Where does the word "carrying" appear in the data? Copy every line that holds it.
[Start of Attachment]
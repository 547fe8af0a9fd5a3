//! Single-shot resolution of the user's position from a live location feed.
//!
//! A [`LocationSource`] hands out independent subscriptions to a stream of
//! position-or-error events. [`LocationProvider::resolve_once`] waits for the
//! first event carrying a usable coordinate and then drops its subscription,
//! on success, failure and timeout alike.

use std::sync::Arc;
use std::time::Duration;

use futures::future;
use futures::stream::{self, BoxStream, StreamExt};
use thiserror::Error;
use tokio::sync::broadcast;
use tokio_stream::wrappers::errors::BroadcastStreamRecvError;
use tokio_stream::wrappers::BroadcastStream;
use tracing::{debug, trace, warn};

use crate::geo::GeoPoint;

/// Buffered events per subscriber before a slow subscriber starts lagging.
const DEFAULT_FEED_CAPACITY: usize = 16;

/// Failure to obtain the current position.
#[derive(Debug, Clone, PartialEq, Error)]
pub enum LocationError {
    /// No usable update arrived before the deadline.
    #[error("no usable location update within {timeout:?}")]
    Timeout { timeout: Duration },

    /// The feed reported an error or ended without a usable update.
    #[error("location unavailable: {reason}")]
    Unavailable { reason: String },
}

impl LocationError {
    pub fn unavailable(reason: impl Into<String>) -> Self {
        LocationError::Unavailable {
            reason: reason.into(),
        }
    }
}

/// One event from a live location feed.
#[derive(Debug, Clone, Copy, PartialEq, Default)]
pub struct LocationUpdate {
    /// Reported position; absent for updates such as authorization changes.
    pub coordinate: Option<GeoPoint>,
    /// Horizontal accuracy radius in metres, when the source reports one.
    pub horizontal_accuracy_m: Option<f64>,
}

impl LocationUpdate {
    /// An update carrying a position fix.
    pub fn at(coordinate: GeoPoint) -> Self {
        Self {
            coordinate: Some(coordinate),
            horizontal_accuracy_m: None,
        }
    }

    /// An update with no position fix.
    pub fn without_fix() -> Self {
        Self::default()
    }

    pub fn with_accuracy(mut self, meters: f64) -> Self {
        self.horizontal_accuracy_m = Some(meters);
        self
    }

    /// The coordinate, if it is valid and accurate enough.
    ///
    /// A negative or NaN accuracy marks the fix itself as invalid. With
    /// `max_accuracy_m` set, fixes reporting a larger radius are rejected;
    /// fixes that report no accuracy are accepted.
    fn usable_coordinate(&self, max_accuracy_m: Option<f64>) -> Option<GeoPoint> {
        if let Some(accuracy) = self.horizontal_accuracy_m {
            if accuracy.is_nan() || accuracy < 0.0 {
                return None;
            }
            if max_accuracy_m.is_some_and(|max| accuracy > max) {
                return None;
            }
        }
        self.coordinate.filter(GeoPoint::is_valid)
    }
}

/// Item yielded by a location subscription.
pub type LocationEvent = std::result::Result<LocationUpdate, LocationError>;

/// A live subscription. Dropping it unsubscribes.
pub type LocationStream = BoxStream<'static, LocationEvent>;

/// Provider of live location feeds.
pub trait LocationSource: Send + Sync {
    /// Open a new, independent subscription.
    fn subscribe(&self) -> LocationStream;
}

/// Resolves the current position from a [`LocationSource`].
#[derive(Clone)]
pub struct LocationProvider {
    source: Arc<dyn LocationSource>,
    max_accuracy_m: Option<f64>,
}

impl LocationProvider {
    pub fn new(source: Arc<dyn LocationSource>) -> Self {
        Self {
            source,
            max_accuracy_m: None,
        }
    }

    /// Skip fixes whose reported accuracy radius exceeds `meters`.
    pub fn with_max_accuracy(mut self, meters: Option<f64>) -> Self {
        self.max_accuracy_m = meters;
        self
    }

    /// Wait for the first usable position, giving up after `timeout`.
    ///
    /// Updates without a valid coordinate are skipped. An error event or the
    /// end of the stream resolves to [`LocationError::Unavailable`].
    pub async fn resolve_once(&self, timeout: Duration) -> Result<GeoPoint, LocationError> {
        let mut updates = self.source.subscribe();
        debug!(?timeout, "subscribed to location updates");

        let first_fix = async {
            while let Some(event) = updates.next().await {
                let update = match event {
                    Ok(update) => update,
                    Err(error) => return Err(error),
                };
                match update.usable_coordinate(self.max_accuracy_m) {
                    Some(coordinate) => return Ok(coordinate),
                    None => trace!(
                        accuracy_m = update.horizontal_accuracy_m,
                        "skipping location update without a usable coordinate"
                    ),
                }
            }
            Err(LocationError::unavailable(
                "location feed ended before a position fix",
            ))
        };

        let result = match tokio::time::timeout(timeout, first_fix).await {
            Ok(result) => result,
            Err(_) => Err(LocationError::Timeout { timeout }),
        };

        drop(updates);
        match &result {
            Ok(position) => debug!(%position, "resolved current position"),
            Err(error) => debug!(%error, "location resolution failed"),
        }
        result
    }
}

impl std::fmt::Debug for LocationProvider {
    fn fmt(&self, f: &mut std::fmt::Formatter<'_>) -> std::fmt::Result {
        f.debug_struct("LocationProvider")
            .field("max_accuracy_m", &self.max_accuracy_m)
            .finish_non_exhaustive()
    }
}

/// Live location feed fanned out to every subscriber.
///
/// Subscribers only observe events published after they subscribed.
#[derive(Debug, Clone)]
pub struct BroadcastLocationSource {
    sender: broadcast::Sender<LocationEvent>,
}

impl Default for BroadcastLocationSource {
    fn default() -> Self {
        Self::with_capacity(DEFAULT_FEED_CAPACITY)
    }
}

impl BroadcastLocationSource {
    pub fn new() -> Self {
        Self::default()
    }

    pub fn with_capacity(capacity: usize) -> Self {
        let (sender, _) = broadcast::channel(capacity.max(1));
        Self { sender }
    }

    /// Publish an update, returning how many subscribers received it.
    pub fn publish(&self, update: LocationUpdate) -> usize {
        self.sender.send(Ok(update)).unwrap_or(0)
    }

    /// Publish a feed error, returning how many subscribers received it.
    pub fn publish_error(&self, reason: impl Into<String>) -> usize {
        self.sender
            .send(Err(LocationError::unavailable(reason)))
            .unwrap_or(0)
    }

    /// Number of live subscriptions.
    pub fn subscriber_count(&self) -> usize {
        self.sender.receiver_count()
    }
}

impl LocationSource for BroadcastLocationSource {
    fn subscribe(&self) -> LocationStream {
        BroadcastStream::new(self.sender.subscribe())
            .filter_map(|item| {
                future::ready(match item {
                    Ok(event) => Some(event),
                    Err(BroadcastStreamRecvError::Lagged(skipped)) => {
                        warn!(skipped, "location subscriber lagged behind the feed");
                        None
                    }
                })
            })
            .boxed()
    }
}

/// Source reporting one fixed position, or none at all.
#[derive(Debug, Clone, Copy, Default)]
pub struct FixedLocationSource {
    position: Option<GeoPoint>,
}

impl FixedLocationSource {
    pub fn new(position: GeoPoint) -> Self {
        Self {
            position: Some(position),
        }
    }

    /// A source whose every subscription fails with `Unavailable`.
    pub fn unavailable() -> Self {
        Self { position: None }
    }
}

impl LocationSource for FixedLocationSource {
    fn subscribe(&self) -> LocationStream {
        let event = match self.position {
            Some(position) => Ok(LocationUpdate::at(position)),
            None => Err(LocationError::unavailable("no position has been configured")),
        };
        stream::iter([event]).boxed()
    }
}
[End of Attachment]
[Start of Attachment]
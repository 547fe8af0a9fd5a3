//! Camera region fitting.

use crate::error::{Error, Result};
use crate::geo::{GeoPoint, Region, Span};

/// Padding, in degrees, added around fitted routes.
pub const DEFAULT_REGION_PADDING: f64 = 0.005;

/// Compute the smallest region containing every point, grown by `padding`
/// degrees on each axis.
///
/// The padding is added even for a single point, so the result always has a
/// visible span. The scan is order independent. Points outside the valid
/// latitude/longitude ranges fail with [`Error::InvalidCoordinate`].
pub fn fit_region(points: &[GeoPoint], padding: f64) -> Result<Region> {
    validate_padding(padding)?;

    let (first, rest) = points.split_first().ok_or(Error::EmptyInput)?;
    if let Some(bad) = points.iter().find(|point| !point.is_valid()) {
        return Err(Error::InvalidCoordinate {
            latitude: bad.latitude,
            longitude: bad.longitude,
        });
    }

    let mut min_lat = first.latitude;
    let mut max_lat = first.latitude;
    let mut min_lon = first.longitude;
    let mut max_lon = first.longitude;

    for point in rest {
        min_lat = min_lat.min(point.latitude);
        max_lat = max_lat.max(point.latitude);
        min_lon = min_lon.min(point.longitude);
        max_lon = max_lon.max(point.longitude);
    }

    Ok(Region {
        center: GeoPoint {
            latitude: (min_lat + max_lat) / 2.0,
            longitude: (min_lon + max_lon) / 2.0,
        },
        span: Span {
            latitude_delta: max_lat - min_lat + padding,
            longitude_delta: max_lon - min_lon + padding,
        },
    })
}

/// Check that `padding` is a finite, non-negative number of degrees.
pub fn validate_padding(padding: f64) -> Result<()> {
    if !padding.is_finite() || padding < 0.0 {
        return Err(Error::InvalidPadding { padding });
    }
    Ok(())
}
[End of Attachment]
[Start of Attachment]
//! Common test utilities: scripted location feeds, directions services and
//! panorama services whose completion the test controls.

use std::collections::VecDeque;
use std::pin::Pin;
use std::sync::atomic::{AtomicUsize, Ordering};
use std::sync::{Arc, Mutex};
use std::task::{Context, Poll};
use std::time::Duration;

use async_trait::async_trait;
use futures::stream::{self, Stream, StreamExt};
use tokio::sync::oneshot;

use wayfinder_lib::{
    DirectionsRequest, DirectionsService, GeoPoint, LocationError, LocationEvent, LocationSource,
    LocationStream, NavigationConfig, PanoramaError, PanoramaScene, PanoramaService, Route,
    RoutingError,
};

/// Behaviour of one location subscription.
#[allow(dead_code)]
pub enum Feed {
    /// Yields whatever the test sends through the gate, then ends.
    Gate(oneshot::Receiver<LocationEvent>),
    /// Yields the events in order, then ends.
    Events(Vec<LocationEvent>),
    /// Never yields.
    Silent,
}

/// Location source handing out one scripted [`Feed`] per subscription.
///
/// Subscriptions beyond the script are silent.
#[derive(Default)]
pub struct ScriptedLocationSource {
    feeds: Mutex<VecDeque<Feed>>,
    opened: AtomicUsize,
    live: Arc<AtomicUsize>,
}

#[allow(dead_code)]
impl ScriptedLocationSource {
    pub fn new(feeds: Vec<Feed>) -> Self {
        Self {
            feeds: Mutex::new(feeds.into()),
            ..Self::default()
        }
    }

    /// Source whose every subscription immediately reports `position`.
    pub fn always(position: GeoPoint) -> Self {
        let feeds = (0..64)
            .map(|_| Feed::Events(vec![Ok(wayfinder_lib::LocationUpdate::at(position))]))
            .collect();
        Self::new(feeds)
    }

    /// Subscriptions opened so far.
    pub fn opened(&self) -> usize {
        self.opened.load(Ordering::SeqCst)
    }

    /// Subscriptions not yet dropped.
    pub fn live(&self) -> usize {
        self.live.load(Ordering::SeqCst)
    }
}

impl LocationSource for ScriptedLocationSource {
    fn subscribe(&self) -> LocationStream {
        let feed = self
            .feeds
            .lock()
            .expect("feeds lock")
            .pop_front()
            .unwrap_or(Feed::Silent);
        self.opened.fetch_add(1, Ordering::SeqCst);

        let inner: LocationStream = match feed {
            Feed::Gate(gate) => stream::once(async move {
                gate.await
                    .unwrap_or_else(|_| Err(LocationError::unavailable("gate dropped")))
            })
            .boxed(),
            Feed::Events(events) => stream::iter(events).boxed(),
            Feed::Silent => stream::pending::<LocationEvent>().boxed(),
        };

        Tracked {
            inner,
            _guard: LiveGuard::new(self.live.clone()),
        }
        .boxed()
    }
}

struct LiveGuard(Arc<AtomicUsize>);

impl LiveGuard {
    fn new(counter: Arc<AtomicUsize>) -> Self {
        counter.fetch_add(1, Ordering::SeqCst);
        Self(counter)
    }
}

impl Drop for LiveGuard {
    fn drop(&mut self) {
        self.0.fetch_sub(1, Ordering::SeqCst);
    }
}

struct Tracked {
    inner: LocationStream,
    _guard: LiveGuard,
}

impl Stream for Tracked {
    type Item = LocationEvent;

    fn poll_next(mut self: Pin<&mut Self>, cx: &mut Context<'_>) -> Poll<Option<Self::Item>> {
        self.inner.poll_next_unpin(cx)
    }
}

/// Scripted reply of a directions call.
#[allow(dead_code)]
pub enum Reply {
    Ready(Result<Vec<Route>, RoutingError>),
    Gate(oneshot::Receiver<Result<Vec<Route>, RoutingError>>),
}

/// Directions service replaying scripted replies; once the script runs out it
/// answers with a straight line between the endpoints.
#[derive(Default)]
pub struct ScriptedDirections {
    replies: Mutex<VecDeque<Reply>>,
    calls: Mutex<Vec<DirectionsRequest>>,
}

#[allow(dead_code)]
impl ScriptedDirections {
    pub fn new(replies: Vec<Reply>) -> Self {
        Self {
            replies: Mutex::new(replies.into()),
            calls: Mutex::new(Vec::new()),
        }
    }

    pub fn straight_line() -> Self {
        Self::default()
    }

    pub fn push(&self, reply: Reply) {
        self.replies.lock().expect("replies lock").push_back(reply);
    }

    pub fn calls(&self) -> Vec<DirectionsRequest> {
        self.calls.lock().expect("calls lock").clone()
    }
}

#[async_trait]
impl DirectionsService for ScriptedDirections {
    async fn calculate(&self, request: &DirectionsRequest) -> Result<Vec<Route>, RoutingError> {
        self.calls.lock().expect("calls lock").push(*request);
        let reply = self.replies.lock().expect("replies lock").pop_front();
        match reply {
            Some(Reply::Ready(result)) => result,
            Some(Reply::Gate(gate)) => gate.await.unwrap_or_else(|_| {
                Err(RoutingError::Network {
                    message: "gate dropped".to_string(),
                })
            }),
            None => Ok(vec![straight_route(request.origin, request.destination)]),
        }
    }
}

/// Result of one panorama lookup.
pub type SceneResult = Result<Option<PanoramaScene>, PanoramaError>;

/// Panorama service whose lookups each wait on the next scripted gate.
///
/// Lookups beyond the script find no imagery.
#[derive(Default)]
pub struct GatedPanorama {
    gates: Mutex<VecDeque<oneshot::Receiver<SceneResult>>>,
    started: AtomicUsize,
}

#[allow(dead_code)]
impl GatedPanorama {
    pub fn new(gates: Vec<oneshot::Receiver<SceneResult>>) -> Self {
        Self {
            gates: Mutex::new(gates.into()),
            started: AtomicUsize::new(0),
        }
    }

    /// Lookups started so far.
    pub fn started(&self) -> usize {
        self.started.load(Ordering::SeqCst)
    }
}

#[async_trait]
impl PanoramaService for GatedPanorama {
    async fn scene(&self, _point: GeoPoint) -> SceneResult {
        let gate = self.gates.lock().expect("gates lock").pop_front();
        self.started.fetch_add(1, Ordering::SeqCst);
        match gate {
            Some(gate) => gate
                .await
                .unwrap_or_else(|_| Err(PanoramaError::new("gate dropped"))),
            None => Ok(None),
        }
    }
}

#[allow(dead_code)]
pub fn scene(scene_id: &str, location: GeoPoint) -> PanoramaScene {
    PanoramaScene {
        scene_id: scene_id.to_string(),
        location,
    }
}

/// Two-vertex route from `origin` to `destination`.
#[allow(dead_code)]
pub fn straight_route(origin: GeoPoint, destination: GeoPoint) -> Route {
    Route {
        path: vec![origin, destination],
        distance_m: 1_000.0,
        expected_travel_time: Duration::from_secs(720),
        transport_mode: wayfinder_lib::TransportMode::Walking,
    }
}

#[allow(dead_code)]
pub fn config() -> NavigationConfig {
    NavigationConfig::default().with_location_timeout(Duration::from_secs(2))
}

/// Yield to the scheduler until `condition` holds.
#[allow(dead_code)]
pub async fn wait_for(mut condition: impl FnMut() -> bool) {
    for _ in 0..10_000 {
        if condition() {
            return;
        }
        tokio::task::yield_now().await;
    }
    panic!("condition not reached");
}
[End of Attachment]
» EXERCISE RESULT:
//! first event carrying a usable coordinate and then drops its subscription,
    /// An update carrying a position fix.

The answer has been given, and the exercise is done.